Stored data
▬▬▬▬▬▬▬▬▬▬
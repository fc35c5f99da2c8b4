//! The device scheduler: job arena, FIFO queue, and the worker thread.
//!
//! One mutex guards all scheduler state; two condition variables signal
//! "work is ready or stop was requested" (worker side) and "a job reached a
//! terminal result" (waiter side). The worker is a single dedicated thread,
//! so at most one job is ever `Running`, and that job is exactly the one
//! recorded in `current`.

use std::collections::BTreeSet;
use std::sync::{Arc, Condvar, Mutex, MutexGuard, PoisonError};
use std::thread::{self, JoinHandle};
use std::time::{Duration, Instant};

use rustc_hash::FxHashMap;
use tracing::{debug, error, info, warn};

use maestro_sim::{BackendConfig, BackendLoader, ExecSelection, SimulatorBackend};

use crate::error::{DeviceError, DeviceResult};
use crate::histogram::{Histogram, ResultKind};
use crate::job::{Job, JobHandle, JobParam};
use crate::session::{Session, SessionStatus};
use crate::status::{DeviceStatus, JobStatus};

struct SchedState {
    device_status: DeviceStatus,
    next_job_id: u64,
    jobs: FxHashMap<u64, Job>,
    /// Pending job ids; ascending id is submission order, so popping the
    /// first element gives strict FIFO.
    queue: BTreeSet<u64>,
    /// The job the worker is executing right now. Cleared by `cancel` and
    /// `free_job` to tell the worker its in-flight result is unwanted.
    current: Option<u64>,
    stop: bool,
}

struct Shared {
    state: Mutex<SchedState>,
    work_ready: Condvar,
    job_done: Condvar,
}

impl Shared {
    fn lock_state(&self) -> MutexGuard<'_, SchedState> {
        self.state.lock().unwrap_or_else(PoisonError::into_inner)
    }
}

/// Caller-owned execution engine for one device.
///
/// Create it with a [`BackendLoader`], call [`start`](Self::start), and
/// drive jobs through their lifecycle. Dropping the scheduler stops the
/// worker, so test teardown is deterministic.
pub struct DeviceScheduler {
    shared: Arc<Shared>,
    loader: Box<dyn BackendLoader>,
    worker: Mutex<Option<JoinHandle<()>>>,
}

impl DeviceScheduler {
    pub fn new(loader: impl BackendLoader + 'static) -> Self {
        Self {
            shared: Arc::new(Shared {
                state: Mutex::new(SchedState {
                    device_status: DeviceStatus::Offline,
                    next_job_id: 0,
                    jobs: FxHashMap::default(),
                    queue: BTreeSet::new(),
                    current: None,
                    stop: false,
                }),
                work_ready: Condvar::new(),
                job_done: Condvar::new(),
            }),
            loader: Box::new(loader),
            worker: Mutex::new(None),
        }
    }

    /// Load the backend and spawn the worker thread. Idempotent while the
    /// worker is alive. On load failure the device stays `Offline` and no
    /// retry is attempted until the next `start` call.
    pub fn start(&self) -> DeviceResult<()> {
        let mut worker = self
            .worker
            .lock()
            .unwrap_or_else(PoisonError::into_inner);
        if worker.is_some() {
            return Ok(());
        }

        let backend = self.loader.load().map_err(|err| {
            error!(%err, "backend load failed, device stays offline");
            DeviceError::Fatal(format!("backend load failed: {err}"))
        })?;

        {
            let mut state = self.shared.lock_state();
            state.stop = false;
            state.device_status = if state.queue.is_empty() {
                DeviceStatus::Idle
            } else {
                DeviceStatus::Busy
            };
        }

        let shared = Arc::clone(&self.shared);
        let handle = thread::Builder::new()
            .name("maestro-worker".into())
            .spawn(move || worker_loop(&shared, backend))
            .map_err(|err| DeviceError::Fatal(format!("worker spawn failed: {err}")))?;
        *worker = Some(handle);
        info!("device scheduler started");
        Ok(())
    }

    /// Stop the worker and mark the device `Offline`. Idempotent. A job
    /// in flight finishes first; still-queued jobs keep their `Queued`
    /// status and run again after a later `start`.
    pub fn stop(&self) {
        let handle = self
            .worker
            .lock()
            .unwrap_or_else(PoisonError::into_inner)
            .take();
        let Some(handle) = handle else {
            return;
        };

        {
            let mut state = self.shared.lock_state();
            state.stop = true;
        }
        self.shared.work_ready.notify_all();
        let _ = handle.join();

        self.shared.lock_state().device_status = DeviceStatus::Offline;
        info!("device scheduler stopped");
    }

    pub fn device_status(&self) -> DeviceStatus {
        self.shared.lock_state().device_status
    }

    /// Allocate a job in the arena, seeded from the session's defaults.
    /// The session must be initialized.
    pub fn create_job(&self, session: &Session) -> DeviceResult<JobHandle> {
        if session.status() != SessionStatus::Initialized {
            return Err(DeviceError::BadState {
                operation: "create_job",
                found: "Allocated".to_string(),
            });
        }
        let mut state = self.shared.lock_state();
        state.next_job_id += 1;
        let id = state.next_job_id;
        state.jobs.insert(id, Job::new(session.defaults()));
        debug!(job = id, "job created");
        Ok(JobHandle(id))
    }

    /// Set a job parameter. Legal only while the job is still `Created`.
    pub fn set_job_parameter(&self, handle: JobHandle, param: JobParam) -> DeviceResult<()> {
        let mut state = self.shared.lock_state();
        let job = state
            .jobs
            .get_mut(&handle.0)
            .ok_or(DeviceError::JobNotFound(handle))?;
        if job.status != JobStatus::Created {
            return Err(DeviceError::BadState {
                operation: "set_job_parameter",
                found: job.status.to_string(),
            });
        }
        job.apply(param)
    }

    /// Enqueue the job for execution. Legal for any non-`Done` job;
    /// re-submitting an already-queued job is a no-op, and a `Running` job
    /// is already scheduled.
    pub fn submit(&self, handle: JobHandle) -> DeviceResult<()> {
        let mut state = self.shared.lock_state();
        let job = state
            .jobs
            .get_mut(&handle.0)
            .ok_or(DeviceError::JobNotFound(handle))?;
        match job.status {
            JobStatus::Done => Err(DeviceError::BadState {
                operation: "submit",
                found: "Done".to_string(),
            }),
            JobStatus::Running => Ok(()),
            JobStatus::Created | JobStatus::Queued | JobStatus::Canceled => {
                job.status = JobStatus::Queued;
                state.queue.insert(handle.0);
                if state.device_status == DeviceStatus::Idle {
                    state.device_status = DeviceStatus::Busy;
                }
                drop(state);
                self.shared.work_ready.notify_one();
                Ok(())
            }
        }
    }

    /// Cancel the job. A queued job never runs; a running job flips to
    /// `Canceled` immediately and its in-flight backend call finishes into
    /// the void. Cancel of a finished job is a state error; cancel of an
    /// already-canceled job is a no-op.
    pub fn cancel(&self, handle: JobHandle) -> DeviceResult<()> {
        let mut state = self.shared.lock_state();
        let job = state
            .jobs
            .get_mut(&handle.0)
            .ok_or(DeviceError::JobNotFound(handle))?;
        match job.status {
            JobStatus::Done => Err(DeviceError::BadState {
                operation: "cancel",
                found: "Done".to_string(),
            }),
            JobStatus::Canceled => Ok(()),
            JobStatus::Created => {
                job.status = JobStatus::Canceled;
                Ok(())
            }
            JobStatus::Queued => {
                job.status = JobStatus::Canceled;
                state.queue.remove(&handle.0);
                settle_device_status(&mut state);
                debug!(job = handle.0, "queued job canceled");
                Ok(())
            }
            JobStatus::Running => {
                job.status = JobStatus::Canceled;
                state.current = None;
                debug!(job = handle.0, "running job canceled, result will be discarded");
                Ok(())
            }
        }
    }

    /// Read the job's status. No transition; callable from any state.
    pub fn check(&self, handle: JobHandle) -> DeviceResult<JobStatus> {
        let state = self.shared.lock_state();
        state
            .jobs
            .get(&handle.0)
            .map(|job| job.status)
            .ok_or(DeviceError::JobNotFound(handle))
    }

    /// Block until the job is `Done` or the timeout elapses. Returns
    /// immediately when already `Done`; a canceled job never satisfies the
    /// wait. The deadline is re-checked across spurious wakeups.
    pub fn wait(&self, handle: JobHandle, timeout: Duration) -> DeviceResult<()> {
        // A budget too large to represent as a deadline means no deadline.
        let deadline = Instant::now().checked_add(timeout);
        let mut state = self.shared.lock_state();
        loop {
            let job = state
                .jobs
                .get(&handle.0)
                .ok_or(DeviceError::JobNotFound(handle))?;
            if job.status == JobStatus::Done {
                return Ok(());
            }
            state = match deadline {
                Some(deadline) => {
                    let now = Instant::now();
                    if now >= deadline {
                        return Err(DeviceError::Timeout);
                    }
                    self.shared
                        .job_done
                        .wait_timeout(state, deadline - now)
                        .unwrap_or_else(PoisonError::into_inner)
                        .0
                }
                None => self
                    .shared
                    .job_done
                    .wait(state)
                    .unwrap_or_else(PoisonError::into_inner),
            };
        }
    }

    /// Two-phase result query on a finished job. See [`Histogram::query`]
    /// for the probe/copy contract.
    pub fn get_results(
        &self,
        handle: JobHandle,
        kind: ResultKind,
        buf: Option<&mut [u8]>,
    ) -> DeviceResult<usize> {
        let state = self.shared.lock_state();
        let job = state
            .jobs
            .get(&handle.0)
            .ok_or(DeviceError::JobNotFound(handle))?;
        if job.status != JobStatus::Done {
            return Err(DeviceError::BadState {
                operation: "get_results",
                found: job.status.to_string(),
            });
        }
        job.results.query(kind, buf)
    }

    /// Remove the job from the arena, implicitly canceling it when still
    /// queued or running. Pending waiters observe `JobNotFound`.
    pub fn free_job(&self, handle: JobHandle) -> DeviceResult<()> {
        let mut state = self.shared.lock_state();
        let job = state
            .jobs
            .remove(&handle.0)
            .ok_or(DeviceError::JobNotFound(handle))?;
        match job.status {
            JobStatus::Queued => {
                state.queue.remove(&handle.0);
                settle_device_status(&mut state);
            }
            JobStatus::Running => {
                state.current = None;
            }
            _ => {}
        }
        drop(state);
        self.shared.job_done.notify_all();
        debug!(job = handle.0, "job freed");
        Ok(())
    }
}

impl Drop for DeviceScheduler {
    fn drop(&mut self) {
        self.stop();
    }
}

/// A `Busy` device with an empty queue and nothing in flight is idle again.
/// Unscheduling the last queued job must restore this; the worker never
/// wakes for it.
fn settle_device_status(state: &mut SchedState) {
    if state.device_status == DeviceStatus::Busy
        && state.queue.is_empty()
        && state.current.is_none()
    {
        state.device_status = DeviceStatus::Idle;
    }
}

fn worker_loop(shared: &Shared, mut backend: Box<dyn SimulatorBackend>) {
    loop {
        let (id, program, config, config_json) = {
            let mut state = shared.lock_state();
            while state.queue.is_empty() && !state.stop {
                state = shared
                    .work_ready
                    .wait(state)
                    .unwrap_or_else(PoisonError::into_inner);
            }
            if state.stop {
                break;
            }
            let Some(id) = state.queue.pop_first() else {
                continue;
            };
            let Some(job) = state.jobs.get_mut(&id) else {
                debug!(job = id, "queued job vanished before execution");
                continue;
            };
            job.status = JobStatus::Running;
            let program = job.program.clone();
            let config = BackendConfig {
                num_qubits: job.qubit_count,
                sim_type: job.sim_type,
                exec: ExecSelection::for_job(job.sim_type, job.sim_exec_type),
                max_bond_dim: job.max_bond_dim,
            };
            let config_json = job.config_json();
            state.current = Some(id);
            state.device_status = DeviceStatus::Busy;
            (id, program, config, config_json)
        };

        debug!(job = id, "executing");
        let outcome = backend
            .configure(&config)
            .and_then(|()| backend.execute(&program, &config_json));

        let mut state = shared.lock_state();
        if state.current == Some(id) {
            state.current = None;
            if let Some(job) = state.jobs.get_mut(&id) {
                job.results = match outcome {
                    Ok(text) => Histogram::from_result_text(&text),
                    Err(err) => {
                        warn!(job = id, %err, "backend execution failed, job completes empty");
                        Histogram::default()
                    }
                };
                job.status = JobStatus::Done;
                debug!(job = id, "done");
            }
        } else {
            debug!(job = id, "in-flight result discarded");
        }
        state.device_status = if state.queue.is_empty() {
            DeviceStatus::Idle
        } else {
            DeviceStatus::Busy
        };
        drop(state);
        shared.job_done.notify_all();
    }
}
▬▬▬▬▬▬▬▬▬▬
> **WHAT YOU SHOULD DO**:
Print, without alteration, only the lines above between the one holding "self.shared.job_done.notify_all();" and the one holding "is idle again.", inclusive.

> **TASK OUTPUT**:
        self.shared.job_done.notify_all();
        debug!(job = handle.0, "job freed");
        Ok(())
    }
}

impl Drop for DeviceScheduler {
    fn drop(&mut self) {
        self.stop();
    }
}

/// A `Busy` device with an empty queue and nothing in flight is idle again.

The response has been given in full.